Closely related has been the question of whether there is a tighter link between the vote of the “primary” incumbent party (i.e., the lead party in a coalition) and the secondary or junior members of that coalition. In a 1997 Electoral Studies article entitled “From Argentina to Zambia: a world-wide test of economic voting”, Sam Wilkin, Brandon Haller, Helmut Norpoth find that:
Election-year economic growth influences the vote of the major party in office, but fails to have an effect on the combined votes cast for all incumbent parties.
My own work on economic voting in post-communist countries reveals a similar result: that there is more systematic effect on the vote for primary coalition members than junior coalition members. Of course, this particular line of inquiry is less relavent in the context of the United States.
A different type of theoretical argument was put forward by Henry W. Chappell, Jr and William R. Keech in a 1985 American Political Science Review article. They essentially argue that we might want to think of voters as “sophisticated” in so far as they can see through short term attempts to manipulate the economy by incumbents in a manner that would lead to long-term worse economic outcomes. Here’s the abstract of the article:
Most political support models imply that in evaluating economic performance, voters use a standard that would provide poor predictions of the future and leave the economy vulnerable to manipulation by vote-hungry politicians. Drawing on macroeconomic theory, we develop a simple standard of evaluation which encompasses a concern not only for current economic outcomes, but also for accurately assessed future consequences of current policies. We find that political support for the president can be explained as well as by models that assume that voters use this sophisticated standard as by models that assume voter naivete. Our analysis questions the wisdom of measures typically used to assess voter evaluation of economic performance in a variety of theoretical contexts. The results also help to explain the absence of convincing evidence that governments exploit voter ignorance in manipulating the economy.
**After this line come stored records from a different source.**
/// Extract declarations from a `.cs` file.
pub fn extract(content: &str) -> Extraction {
    extract_block(content, RootMembers::Callables)
}

/// Extract declarations from C# text whose root scope follows `root`.
pub(crate) fn extract_block(content: &str, root: RootMembers) -> Extraction {
    let mut masked = scan::mask(content, MaskStyle::CSHARP).text;
    scan::take_preprocessor_lines(&mut masked);

    let mut out = Extraction::default();
    scan::scan_braces(content, &masked, &mut CSharpRules { root }, &mut out);
    out
}

#[derive(Debug, Clone, Copy, PartialEq, Eq)]
enum Terminator {
    Brace,
    Semicolon,
}

enum Found {
    Import(String),
    Namespace(Declaration),
    Type(Declaration),
    Members(Vec<Declaration>),
    /// Braces of an initializer; the statement ends at the next `;`.
    Initializer,
}

struct CSharpRules {
    root: RootMembers,
}

impl BraceRules for CSharpRules {
    fn open_block(&mut self, header: Snippet<'_>, cx: &Context<'_>, out: &mut Extraction) -> Block {
        match scan::first_match(header, |s| self.classify(s, cx, Terminator::Brace)) {
            Some(Found::Namespace(decl)) => {
                out.declarations.push(decl);
                Block::Container(Scope::Namespace)
            }
            Some(Found::Type(decl)) => {
                let scope = Scope::Type {
                    name: base_name(&decl.name).to_string(),
                    kind: decl.kind,
                };
                out.declarations.push(decl);
                Block::Container(scope)
            }
            Some(Found::Members(decls)) => {
                out.declarations.extend(decls);
                Block::Body
            }
            Some(Found::Initializer) => Block::Inline,
            Some(Found::Import(_)) | None => Block::Body,
        }
    }

    fn statement(&mut self, stmt: Snippet<'_>, cx: &Context<'_>, out: &mut Extraction) -> Effect {
        match scan::first_match(stmt, |s| self.classify(s, cx, Terminator::Semicolon)) {
            Some(Found::Import(import)) => out.add_import(import),
            Some(Found::Namespace(decl)) => {
                out.declarations.push(decl);
                return Effect::NestScope;
            }
            // Positional records end with `;` and have no body.
            Some(Found::Type(decl)) => out.declarations.push(decl),
            Some(Found::Members(decls)) => out.declarations.extend(decls),
            Some(Found::Initializer) | None => {}
        }
        Effect::None
    }
}

impl CSharpRules {
    fn members_allowed(&self, scope: &Scope) -> bool {
        scope.is_type() || (*scope == Scope::Root && self.root == RootMembers::All)
    }

    fn callables_allowed(&self, scope: &Scope) -> bool {
        scope.is_type() || *scope == Scope::Root
    }

    fn classify(&self, s: Snippet<'_>, cx: &Context<'_>, term: Terminator) -> Option<Found> {
        let s = s.after(scan::skip_attributes(s.masked()));
        let text = scan::squash(s.masked());
        if text.is_empty() {
            return None;
        }
        let line = s.line();

        if !cx.scope.is_type() {
            if term == Terminator::Semicolon {
                if let Some(caps) = USING.captures(&text) {
                    let target = scan::squash(&caps[3]);
                    let import = match (caps.get(1), caps.get(2)) {
                        (Some(_), _) => format!("static {target}"),
                        (None, Some(alias)) => format!("{} = {target}", alias.as_str()),
                        (None, None) => target,
                    };
                    return Some(Found::Import(import));
                }
            }
            if let Some(caps) = NAMESPACE.captures(&text) {
                let decl = Declaration::new(DeclKind::Namespace, &caps[1], cx.depth, line);
                return Some(Found::Namespace(decl));
            }
        }

        if let Some(caps) = TYPE_DECL.captures(&text) {
            let kind = match &caps[1] {
                "class" => DeclKind::Class,
                "struct" => DeclKind::Struct,
                "interface" => DeclKind::Interface,
                "enum" => DeclKind::Enum,
                _ => DeclKind::Record,
            };
            let name = format!("{}{}", &caps[2], caps.get(3).map_or("", |m| m.as_str()));
            let extends = caps.get(5).map(|m| m.as_str().trim().to_string());
            let decl = Declaration::new(kind, name, cx.depth, line).with_extends(extends);
            return Some(Found::Type(decl));
        }

        let rest = scan::strip_leading_words(&text, MODIFIERS);
        if let Some(event) = rest.strip_prefix("event ") {
            if !self.members_allowed(cx.scope) {
                return None;
            }
            let decls = declarators(event, DeclKind::Event, cx.depth, line);
            return (!decls.is_empty()).then_some(Found::Members(decls));
        }

        let masked = s.masked();
        let paren = scan::find_top_level(masked, true, scan::is_open_paren);
        let assign = scan::find_top_level(masked, true, scan::is_assign);
        let arrow = scan::find_top_level(masked, true, scan::is_arrow);

        let callable_paren = paren.filter(|&p| {
            p < assign.unwrap_or(usize::MAX)
                && p < arrow.unwrap_or(usize::MAX)
                && !masked[..p].trim().is_empty()
        });
        if let Some(open) = callable_paren {
            return self
                .callable(s, open, cx, line)
                .map(|decl| Found::Members(vec![decl]));
        }

        if !self.members_allowed(cx.scope) {
            return None;
        }

        match term {
            Terminator::Brace if assign.is_some() || arrow.is_some() => Some(Found::Initializer),
            Terminator::Brace => property(&text, accessor_summary(s.rest()), cx.depth, line),
            Terminator::Semicolon => match arrow {
                Some(a) if assign.map_or(true, |x| a < x) => {
                    property(&scan::squash(&masked[..a]), "{ get; }".to_string(), cx.depth, line)
                }
                _ => {
                    let decls = declarators(&text, DeclKind::Field, cx.depth, line);
                    (!decls.is_empty()).then_some(Found::Members(decls))
                }
            },
        }
    }

    fn callable(
        &self,
        s: Snippet<'_>,
        open: usize,
        cx: &Context<'_>,
        line: usize,
    ) -> Option<Declaration> {
        let masked = s.masked();
        let before = scan::strip_generic_suffix(&masked[..open]);

        let (start, name) = match before.rfind("operator") {
            Some(idx) if idx == 0 || !scan::is_ident_byte(before.as_bytes()[idx - 1]) => {
                (idx, scan::squash(&before[idx..]))
            }
            _ => {
                let (start, name) = scan::trailing_name(before, b".~@")?;
                (start, name.trim_start_matches('@').to_string())
            }
        };
        if name.is_empty() || name.starts_with('.') || NOT_A_NAME.contains(&name.as_str()) {
            return None;
        }

        let prefix = scan::squash(&before[..start]);
        let prefix = scan::strip_leading_words(&prefix, MODIFIERS);
        let (is_delegate, ret) = match prefix.strip_prefix("delegate") {
            Some(r) if r.is_empty() || r.starts_with(' ') => (true, r.trim()),
            _ => (false, prefix),
        };

        let kind = if is_delegate {
            DeclKind::Delegate
        } else if name.starts_with('~') {
            DeclKind::Destructor
        } else if ret.is_empty() && cx.scope.type_name() == Some(name.as_str()) {
            DeclKind::Constructor
        } else if ret.is_empty() && !name.starts_with("operator") {
            // A call such as `app.Run()`.
            return None;
        } else {
            DeclKind::Method
        };

        if !is_delegate && !self.callables_allowed(cx.scope) {
            return None;
        }
        if !ret.is_empty() && !scan::looks_like_type(ret) {
            return None;
        }

        let close = scan::matching_close(masked, open, b'(', b')').unwrap_or(masked.len());
        let params = scan::params(s, open, close, true);
        let decl = Declaration::new(kind, name, cx.depth, line).with_params(params);
        Some(if ret.is_empty() { decl } else { decl.with_type(ret) })
    }
}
In a sense, this argument speaks a bit more closely to the situation at hand in regard to the debt ceiling, only the focus here is on the incumbent as opposed to the opposition. The logic is the same – can voters see through cynical political ploys by partisan forces to manipulate the economy for political gain – but still we can not claim to have found an empirical test that speaks to the question of whether actions by opposition parties can trigger what Chappell and Keech called “sophisticated standards”.
Which brings me to the most recent and perhaps most relevant empirical study that could be said to speak to this topic, which is the paper by Mark Kayser and Michael Peress that I referenced in my previous post. They demonstrate that voters in OECD countries during the great recession were much less likely to punish incumbents for economic conditions beyond their control (e.g., the “global” component of economic developments) then they were for ways in which their country’s economy deviated from global trends (e.g., the “local” component of economic developments, and ostensibly more the responsibility of the country’s government). Here’s the abstract:
How do voters assess the economic performance of their governments? Research on the economy and the vote almost exclusively assumes that voters treat their national economies as autarkic. We decompose two key economic aggregates, real GDP growth and unemployment, into their international and domestic components and demonstrate that voters hold incumbents more electorally accountable for the domestic component of growth than for the international component. Voters, in fact, benchmark national economic growth against that abroad, punishing (rewarding) incumbents for national outcomes that underperform (outperform) an international comparison. Moreover, it appears that this effect emerges not from voters actively comparing local and global economic performance but from the media, rival politicians and other information sources originally reporting economic news in a comparative context. The effect of benchmarked growth exceeds that of aggregate national growth by up to a factor of two and outstrips the international component of growth by an even larger margin, implying that previous research may misrepresent voter behavior and consequently underestimated the strength of the economy on the vote.
The reason I think this could potentially be the most relevant to the current situation in the United States is because of the links between the Great Recession and possible chaos that could follow a US debt default. If Kayser and Peress are correct that voters were able to discount their punishment of incumbents because of matters that were out of their control (i.e., the global recession), then perhaps US voters will indeed discount Obama’s responsibility for economic problems that are seen to eminate from opposition policies (i.e., a refusal by the Republican House of Representatives to raise the debt ceiling).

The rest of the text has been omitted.